New York Attorney General Letitia James and Rhode Island Attorney General Peter Neronha led a coalition of 20 attorneys general in filing an amicus brief urging the U.S. Supreme Court to reject an attempt by major oil and gas companies to prevent the City of Baltimore’s lawsuit to hold them accountable for the impacts of climate change from proceeding in state court. As the AGs outlined in their brief, the companies’ arguments in favor of removing the case to federal court received careful and thorough consideration by the U.S. District Court for the District of Maryland, which rejected all eight arguments and remanded the case to state court. The U.S. Court of Appeals for the Fourth Circuit then granted an appropriately narrow review—limited to questions of federal-officer and civil-rights jurisdiction, consistent with federal law—and upheld the district court’s decision, just as seven other federal appellate courts have done in similar cases. The companies then sought to leverage those two narrow exceptions, which have little if any relevance to Baltimore’s case, to force additional review of their other arguments.
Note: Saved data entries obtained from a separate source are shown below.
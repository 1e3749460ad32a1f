//! Server crate for the MoodFlicks recommendation engine.
//!
//! This crate contains the startup asset loader, the orchestrator that
//! coordinates the mood-to-recommendation pipeline, and the service facade
//! that carries the readiness flag and the request-level error taxonomy.

pub mod bootstrap;
pub mod config;
pub mod error;
pub mod orchestrator;
pub mod service;

pub use bootstrap::{BootstrapError, EngineAssets, load_assets};
pub use config::EngineConfig;
pub use error::RecommendError;
pub use orchestrator::{
    DEFAULT_TOP_K, EnrichedRecommendation, MoodOrchestrator, RecommendationResponse,
};
pub use service::MoodService;
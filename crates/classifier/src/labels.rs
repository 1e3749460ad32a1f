//! The fine-grained emotion label vocabulary.
//!
//! These are the 28 GoEmotions labels in the exact output order of the
//! frozen classification head. Index positions matter: the aggregator
//! resolves its category membership tables against this ordering.

/// Number of fine-grained labels produced per classification call
pub const NUM_LABELS: usize = 28;

/// Per-label probabilities in [0, 1], one per fine-grained label.
///
/// Multi-label output: components are independent sigmoid probabilities,
/// not a distribution, so they do not sum to 1.
pub type RawEmotionVector = [f32; NUM_LABELS];

/// Label vocabulary in classifier output order
pub const LABELS: [&str; NUM_LABELS] = [
    "admiration",
    "amusement",
    "anger",
    "annoyance",
    "approval",
    "caring",
    "confusion",
    "curiosity",
    "desire",
    "disappointment",
    "disapproval",
    "disgust",
    "embarrassment",
    "excitement",
    "fear",
    "gratitude",
    "grief",
    "joy",
    "love",
    "nervousness",
    "optimism",
    "pride",
    "realization",
    "relief",
    "remorse",
    "sadness",
    "surprise",
    "neutral",
];

/// Resolve a label name to its output index
pub fn label_index(name: &str) -> Option<usize> {
    LABELS.iter().position(|&label| label == name)
}
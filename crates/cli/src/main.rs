use anyhow::{Context, Result};
use clap::{Parser, Subcommand};
use colored::Colorize;
use std::path::PathBuf;
use std::time::Instant;

use catalog::CatalogStore;
use classifier::{EmotionClassifier, EmotionInference};
use pipeline::{CategoryMapping, aggregate};
use server::{EngineConfig, MoodService, RecommendError};

/// MoodFlicks - mood-based movie recommendations
#[derive(Parser)]
#[command(name = "mood-recs")]
#[command(about = "Recommend movies from a free-text mood description", long_about = None)]
struct Cli {
    /// Path to the catalog snapshot
    #[arg(long)]
    catalog: Option<PathBuf>,

    /// Path to the classifier model directory
    #[arg(long)]
    model_dir: Option<PathBuf>,

    #[command(subcommand)]
    command: Commands,
}

#[derive(Subcommand)]
enum Commands {
    /// Get movie recommendations for a mood
    Recommend {
        /// Free-text description of your mood
        #[arg(long)]
        mood: Option<String>,

        /// Number of recommendations to return
        #[arg(long, default_value = "10")]
        top_k: usize,
    },

    /// Show the detected emotion profile for a mood (no lookups)
    Profile {
        /// Free-text description of your mood
        #[arg(long)]
        mood: Option<String>,
    },

    /// Show catalog snapshot info
    Catalog,
}

// Exit codes mirroring the inbound status contract
const EXIT_BAD_REQUEST: i32 = 2;
const EXIT_UNAVAILABLE: i32 = 3;

#[tokio::main]
async fn main() -> Result<()> {
    // Initialize tracing
    tracing_subscriber::fmt()
        .with_env_filter(
            tracing_subscriber::EnvFilter::try_from_default_env()
                .unwrap_or_else(|_| tracing_subscriber::EnvFilter::new("warn")),
        )
        .init();

    let cli = Cli::parse();

    // Environment config with flag overrides
    let mut config = EngineConfig::from_env();
    if let Some(catalog) = cli.catalog {
        config.catalog_path = catalog;
    }
    if let Some(model_dir) = cli.model_dir {
        config.model_dir = model_dir;
    }

    match cli.command {
        Commands::Recommend { mood, top_k } => handle_recommend(config, mood, top_k).await,
        Commands::Profile { mood } => handle_profile(config, mood),
        Commands::Catalog => handle_catalog(config),
    }
}

async fn handle_recommend(config: EngineConfig, mood: Option<String>, top_k: usize) -> Result<()> {
    println!("Loading engine assets...");
    let start = Instant::now();
    let service = MoodService::start(&config);
    println!("{} Engine up in {:?}", "✓".green(), start.elapsed());

    let result = service.recommend(mood.as_deref(), Some(top_k)).await;

    let response = match result {
        Ok(response) => response,
        Err(RecommendError::InvalidInput(reason)) => {
            eprintln!("{} {}", "Bad request:".red().bold(), reason);
            std::process::exit(EXIT_BAD_REQUEST);
        }
        Err(RecommendError::ModelUnavailable) => {
            eprintln!(
                "{} the engine failed to load its assets; check catalog and model paths",
                "Service unavailable:".red().bold()
            );
            std::process::exit(EXIT_UNAVAILABLE);
        }
        Err(e @ RecommendError::Internal) => {
            eprintln!("{} {}", "Error:".red().bold(), e);
            std::process::exit(1);
        }
    };

    print_profile_line(&response.detected_emotion_profile);

    if response.recommendations.is_empty() {
        println!("{}", "No recommendations survived enrichment.".yellow());
        return Ok(());
    }

    println!("\n{}", "Recommendations:".bold());
    for (i, rec) in response.recommendations.iter().enumerate() {
        println!(
            "{:2}. {} {}",
            i + 1,
            rec.title.bold(),
            format!("(similarity {:.3})", rec.similarity_score).dimmed()
        );
        if let Some(date) = &rec.release_date {
            println!("    Released: {}", date);
        }
        if !rec.overview.is_empty() {
            println!("    {}", rec.overview);
        }
    }

    Ok(())
}

fn handle_profile(config: EngineConfig, mood: Option<String>) -> Result<()> {
    let Some(mood) = mood else {
        eprintln!("{} a 'mood' parameter is required", "Bad request:".red().bold());
        std::process::exit(EXIT_BAD_REQUEST);
    };

    // Profile-only path: classifier and mapping, no catalog, no lookups
    let model = match EmotionClassifier::load(&config.model_dir) {
        Ok(model) => model,
        Err(e) => {
            eprintln!("{} {}", "Service unavailable:".red().bold(), e);
            std::process::exit(EXIT_UNAVAILABLE);
        }
    };
    let mapping = CategoryMapping::new();

    let raw = model.predict(&mood).context("Classification failed")?;
    let profile = aggregate(&raw, &mapping);

    print_profile_line(&profile.to_labeled());
    if profile.is_zero() {
        println!("{}", "No emotional signal detected in this text.".yellow());
    }

    Ok(())
}

fn handle_catalog(config: EngineConfig) -> Result<()> {
    let store = CatalogStore::load_from_file(&config.catalog_path)
        .context("Failed to load catalog snapshot")?;

    println!(
        "{} Catalog snapshot {:?}: {} rows",
        "✓".green(),
        config.catalog_path,
        store.len()
    );
    for row in store.rows().iter().take(5) {
        println!("  {:>8}  {}", row.id, row.title);
    }
    if store.len() > 5 {
        println!("  ... and {} more", store.len() - 5);
    }

    Ok(())
}

fn print_profile_line(profile: &pipeline::LabeledProfile) {
    println!("\n{}", "Detected emotion profile:".bold());
    println!(
        "  joy {:.2}  love {:.2}  sadness {:.2}  fear {:.2}  anger {:.2}  surprise {:.2}  disgust {:.2}",
        profile.joy,
        profile.love,
        profile.sadness,
        profile.fear,
        profile.anger,
        profile.surprise,
        profile.disgust
    );
}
The AGs urged the Court to reject this gambit, which threatens to provide defendants “a powerful new tool to further prolong federal litigation over threshold removal issues and thus impede the States’ efforts to obtain relief for serious wrongdoing.” The AGs warned that such an outcome would be “divorced from foundational principles of federalism” and would conflict with “Congress’s careful efforts to respect and preserve each sovereign’s unique powers and prerogatives.”